*Task material*
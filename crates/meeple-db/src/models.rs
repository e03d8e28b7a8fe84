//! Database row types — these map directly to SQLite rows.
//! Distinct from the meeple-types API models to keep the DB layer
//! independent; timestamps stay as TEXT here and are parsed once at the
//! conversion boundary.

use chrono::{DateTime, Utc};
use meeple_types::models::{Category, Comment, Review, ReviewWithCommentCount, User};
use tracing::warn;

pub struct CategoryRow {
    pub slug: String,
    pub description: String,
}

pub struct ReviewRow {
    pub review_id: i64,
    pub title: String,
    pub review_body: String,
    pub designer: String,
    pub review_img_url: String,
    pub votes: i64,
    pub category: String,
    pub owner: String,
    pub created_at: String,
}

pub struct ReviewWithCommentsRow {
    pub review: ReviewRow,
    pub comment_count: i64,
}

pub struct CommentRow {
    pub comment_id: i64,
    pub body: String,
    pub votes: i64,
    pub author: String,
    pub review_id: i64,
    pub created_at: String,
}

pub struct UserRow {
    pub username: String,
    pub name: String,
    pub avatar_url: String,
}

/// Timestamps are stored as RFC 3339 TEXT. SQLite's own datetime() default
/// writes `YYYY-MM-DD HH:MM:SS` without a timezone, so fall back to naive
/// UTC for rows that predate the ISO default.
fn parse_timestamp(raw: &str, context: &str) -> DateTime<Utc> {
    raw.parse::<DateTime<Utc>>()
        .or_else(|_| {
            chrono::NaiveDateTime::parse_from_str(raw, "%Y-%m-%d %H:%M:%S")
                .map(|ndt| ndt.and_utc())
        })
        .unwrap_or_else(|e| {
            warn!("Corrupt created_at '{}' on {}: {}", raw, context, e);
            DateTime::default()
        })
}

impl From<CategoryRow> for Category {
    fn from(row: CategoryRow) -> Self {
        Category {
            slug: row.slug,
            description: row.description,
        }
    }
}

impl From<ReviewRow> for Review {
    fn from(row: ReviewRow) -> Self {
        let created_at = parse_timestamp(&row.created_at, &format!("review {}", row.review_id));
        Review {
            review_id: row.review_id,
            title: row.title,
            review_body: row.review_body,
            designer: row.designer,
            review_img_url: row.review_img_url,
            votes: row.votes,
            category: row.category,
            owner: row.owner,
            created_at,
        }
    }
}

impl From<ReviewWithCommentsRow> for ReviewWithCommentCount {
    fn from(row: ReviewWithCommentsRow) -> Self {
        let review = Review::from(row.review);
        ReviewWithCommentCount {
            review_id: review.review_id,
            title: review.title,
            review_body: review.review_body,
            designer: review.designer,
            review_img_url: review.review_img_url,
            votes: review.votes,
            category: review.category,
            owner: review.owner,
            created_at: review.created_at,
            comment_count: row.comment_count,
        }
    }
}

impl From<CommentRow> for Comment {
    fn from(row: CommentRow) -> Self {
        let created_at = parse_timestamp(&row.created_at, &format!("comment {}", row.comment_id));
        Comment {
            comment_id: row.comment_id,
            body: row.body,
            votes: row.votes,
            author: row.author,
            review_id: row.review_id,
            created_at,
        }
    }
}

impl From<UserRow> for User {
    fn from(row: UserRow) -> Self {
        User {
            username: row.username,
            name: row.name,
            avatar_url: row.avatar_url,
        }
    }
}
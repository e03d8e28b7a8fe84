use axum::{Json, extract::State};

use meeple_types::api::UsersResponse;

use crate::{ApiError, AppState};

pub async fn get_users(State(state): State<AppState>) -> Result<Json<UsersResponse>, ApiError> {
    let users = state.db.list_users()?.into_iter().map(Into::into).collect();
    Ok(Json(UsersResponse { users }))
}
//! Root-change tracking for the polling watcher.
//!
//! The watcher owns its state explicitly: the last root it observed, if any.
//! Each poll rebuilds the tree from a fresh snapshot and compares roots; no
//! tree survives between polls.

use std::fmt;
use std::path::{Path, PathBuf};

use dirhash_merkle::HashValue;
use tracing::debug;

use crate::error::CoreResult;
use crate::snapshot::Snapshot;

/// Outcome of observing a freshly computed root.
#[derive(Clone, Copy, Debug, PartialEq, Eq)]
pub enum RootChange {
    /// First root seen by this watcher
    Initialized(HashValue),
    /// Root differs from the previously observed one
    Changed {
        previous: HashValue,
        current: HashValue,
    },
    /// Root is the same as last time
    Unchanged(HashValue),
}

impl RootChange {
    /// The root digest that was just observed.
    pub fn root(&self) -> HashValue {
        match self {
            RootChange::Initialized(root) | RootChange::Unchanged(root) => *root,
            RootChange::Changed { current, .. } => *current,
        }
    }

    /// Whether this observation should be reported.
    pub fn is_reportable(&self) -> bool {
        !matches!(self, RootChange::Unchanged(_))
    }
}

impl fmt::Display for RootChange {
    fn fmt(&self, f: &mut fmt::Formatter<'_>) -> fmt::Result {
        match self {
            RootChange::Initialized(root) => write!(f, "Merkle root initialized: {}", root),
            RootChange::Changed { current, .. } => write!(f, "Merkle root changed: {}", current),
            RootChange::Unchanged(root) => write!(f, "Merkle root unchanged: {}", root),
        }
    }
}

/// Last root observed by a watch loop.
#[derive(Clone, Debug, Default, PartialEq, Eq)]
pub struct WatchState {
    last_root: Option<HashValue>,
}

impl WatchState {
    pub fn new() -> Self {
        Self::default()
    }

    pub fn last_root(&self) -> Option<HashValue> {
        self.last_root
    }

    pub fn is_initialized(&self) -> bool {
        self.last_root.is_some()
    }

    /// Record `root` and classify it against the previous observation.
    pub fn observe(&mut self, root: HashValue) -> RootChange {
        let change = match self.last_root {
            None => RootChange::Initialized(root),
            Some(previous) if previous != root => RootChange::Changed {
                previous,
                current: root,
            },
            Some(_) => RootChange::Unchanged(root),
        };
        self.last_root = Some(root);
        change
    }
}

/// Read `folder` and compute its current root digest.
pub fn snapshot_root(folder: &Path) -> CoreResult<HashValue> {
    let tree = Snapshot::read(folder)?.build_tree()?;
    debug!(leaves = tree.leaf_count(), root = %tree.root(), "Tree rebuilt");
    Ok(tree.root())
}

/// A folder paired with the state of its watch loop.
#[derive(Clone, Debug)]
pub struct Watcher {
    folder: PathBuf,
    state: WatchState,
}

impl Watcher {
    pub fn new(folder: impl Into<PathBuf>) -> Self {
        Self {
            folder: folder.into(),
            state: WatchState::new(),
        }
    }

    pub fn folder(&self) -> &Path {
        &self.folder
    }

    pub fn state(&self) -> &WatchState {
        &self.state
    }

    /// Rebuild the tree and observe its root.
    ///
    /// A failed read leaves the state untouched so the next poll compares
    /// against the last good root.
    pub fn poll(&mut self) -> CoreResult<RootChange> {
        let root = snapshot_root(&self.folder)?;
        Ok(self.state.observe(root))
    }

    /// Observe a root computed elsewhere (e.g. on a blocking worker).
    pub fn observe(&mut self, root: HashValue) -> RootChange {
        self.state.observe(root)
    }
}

*Problem description*
Determine how many lines of the data above contain the string "CoreResult", and answer with the number only.

*Expected answer*
3